[Excerpts from a dataset]

+---+

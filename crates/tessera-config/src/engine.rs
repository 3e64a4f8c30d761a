use std::path::Path;

use serde::{Deserialize, Serialize};

use crate::error::ConfigError;
use crate::load::load_json;

/// Engine-wide settings shared by every pipeline run.
#[derive(Debug, Clone, Default, PartialEq, Serialize, Deserialize)]
pub struct EngineConfig {
  /// Candidate providers, highest priority first.
  #[serde(default)]
  pub providers: Vec<ProviderDef>,
  #[serde(default)]
  pub retry: RetryDef,
  /// Maximum number of generation calls in flight at once.
  #[serde(skip_serializing_if = "Option::is_none")]
  pub max_concurrency: Option<usize>,
  /// Percentage points taken off `overall` per degraded contribution.
  #[serde(skip_serializing_if = "Option::is_none")]
  pub degradation_penalty: Option<f64>,
}

impl EngineConfig {
  /// Load and validate an engine configuration from a JSON file.
  pub fn load(path: impl AsRef<Path>) -> Result<Self, ConfigError> {
    let config: Self = load_json(path.as_ref())?;
    config.validate()?;
    Ok(config)
  }

  /// Check constraints that serde cannot express.
  pub fn validate(&self) -> Result<(), ConfigError> {
    if self.max_concurrency == Some(0) {
      return Err(ConfigError::invalid("max_concurrency must be at least 1"));
    }
    if self.retry.max_attempts == 0 {
      return Err(ConfigError::invalid("retry.max_attempts must be at least 1"));
    }
    if let Some(penalty) = self.degradation_penalty {
      if !(0.0..=100.0).contains(&penalty) {
        return Err(ConfigError::invalid(format!(
          "degradation_penalty must be within 0..=100, got {}",
          penalty
        )));
      }
    }
    for provider in &self.providers {
      if provider.name.trim().is_empty() {
        return Err(ConfigError::invalid("provider name must not be empty"));
      }
      if provider.model.trim().is_empty() {
        return Err(ConfigError::invalid(format!(
          "provider '{}' has no model",
          provider.name
        )));
      }
    }
    Ok(())
  }
}

/// One candidate generation backend.
///
/// Any OpenAI-compatible chat completions endpoint works here.
#[derive(Debug, Clone, PartialEq, Serialize, Deserialize)]
pub struct ProviderDef {
  pub name: String,
  /// Base URL, e.g. `https://openrouter.ai/api/v1`.
  pub base_url: String,
  pub model: String,
  /// Name of the environment variable holding the API key.
  #[serde(skip_serializing_if = "Option::is_none")]
  pub api_key_env: Option<String>,
  /// HTTP request timeout in milliseconds.
  #[serde(skip_serializing_if = "Option::is_none")]
  pub timeout_ms: Option<u64>,
}

/// Retry policy applied to every generation call.
#[derive(Debug, Clone, PartialEq, Serialize, Deserialize)]
pub struct RetryDef {
  #[serde(default = "default_max_attempts")]
  pub max_attempts: u32,
  /// One backoff time unit; attempt `n` waits `base_delay_ms * 2^n`.
  #[serde(default = "default_base_delay_ms")]
  pub base_delay_ms: u64,
  /// Per-attempt timeout; a timed out attempt counts as a failure.
  #[serde(skip_serializing_if = "Option::is_none")]
  pub attempt_timeout_ms: Option<u64>,
}

impl Default for RetryDef {
  fn default() -> Self {
    Self {
      max_attempts: default_max_attempts(),
      base_delay_ms: default_base_delay_ms(),
      attempt_timeout_ms: None,
    }
  }
}

fn default_max_attempts() -> u32 {
  3
}

fn default_base_delay_ms() -> u64 {
  1000
}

+---+

What you will do - Retyping every line above exactly is all that is needed.

Solution for this task -
filename crates/tessera-config/src/engine.rs
repository 3e64a4f8c30d761a
use std::path::Path;

use serde::{Deserialize, Serialize};

use crate::error::ConfigError;
use crate::load::load_json;

/// Engine-wide settings shared by every pipeline run.
#[derive(Debug, Clone, Default, PartialEq, Serialize, Deserialize)]
pub struct EngineConfig {
  /// Candidate providers, highest priority first.
  #[serde(default)]
  pub providers: Vec<ProviderDef>,
  #[serde(default)]
  pub retry: RetryDef,
  /// Maximum number of generation calls in flight at once.
  #[serde(skip_serializing_if = "Option::is_none")]
  pub max_concurrency: Option<usize>,
  /// Percentage points taken off `overall` per degraded contribution.
  #[serde(skip_serializing_if = "Option::is_none")]
  pub degradation_penalty: Option<f64>,
}

impl EngineConfig {
  /// Load and validate an engine configuration from a JSON file.
  pub fn load(path: impl AsRef<Path>) -> Result<Self, ConfigError> {
    let config: Self = load_json(path.as_ref())?;
    config.validate()?;
    Ok(config)
  }

  /// Check constraints that serde cannot express.
  pub fn validate(&self) -> Result<(), ConfigError> {
    if self.max_concurrency == Some(0) {
      return Err(ConfigError::invalid("max_concurrency must be at least 1"));
    }
    if self.retry.max_attempts == 0 {
      return Err(ConfigError::invalid("retry.max_attempts must be at least 1"));
    }
    if let Some(penalty) = self.degradation_penalty {
      if !(0.0..=100.0).contains(&penalty) {
        return Err(ConfigError::invalid(format!(
          "degradation_penalty must be within 0..=100, got {}",
          penalty
        )));
      }
    }
    for provider in &self.providers {
      if provider.name.trim().is_empty() {
        return Err(ConfigError::invalid("provider name must not be empty"));
      }
      if provider.model.trim().is_empty() {
        return Err(ConfigError::invalid(format!(
          "provider '{}' has no model",
          provider.name
        )));
      }
    }
    Ok(())
  }
}

/// One candidate generation backend.
///
/// Any OpenAI-compatible chat completions endpoint works here.
#[derive(Debug, Clone, PartialEq, Serialize, Deserialize)]
pub struct ProviderDef {
  pub name: String,
  /// Base URL, e.g. `https://openrouter.ai/api/v1`.
  pub base_url: String,
  pub model: String,
  /// Name of the environment variable holding the API key.
  #[serde(skip_serializing_if = "Option::is_none")]
  pub api_key_env: Option<String>,
  /// HTTP request timeout in milliseconds.
  #[serde(skip_serializing_if = "Option::is_none")]
  pub timeout_ms: Option<u64>,
}

/// Retry policy applied to every generation call.
#[derive(Debug, Clone, PartialEq, Serialize, Deserialize)]
pub struct RetryDef {
  #[serde(default = "default_max_attempts")]
  pub max_attempts: u32,
  /// One backoff time unit; attempt `n` waits `base_delay_ms * 2^n`.
  #[serde(default = "default_base_delay_ms")]
  pub base_delay_ms: u64,
  /// Per-attempt timeout; a timed out attempt counts as a failure.
  #[serde(skip_serializing_if = "Option::is_none")]
  pub attempt_timeout_ms: Option<u64>,
}

impl Default for RetryDef {
  fn default() -> Self {
    Self {
      max_attempts: default_max_attempts(),
      base_delay_ms: default_base_delay_ms(),
      attempt_timeout_ms: None,
    }
  }
}

fn default_max_attempts() -> u32 {
  3
}

fn default_base_delay_ms() -> u64 {
  1000
}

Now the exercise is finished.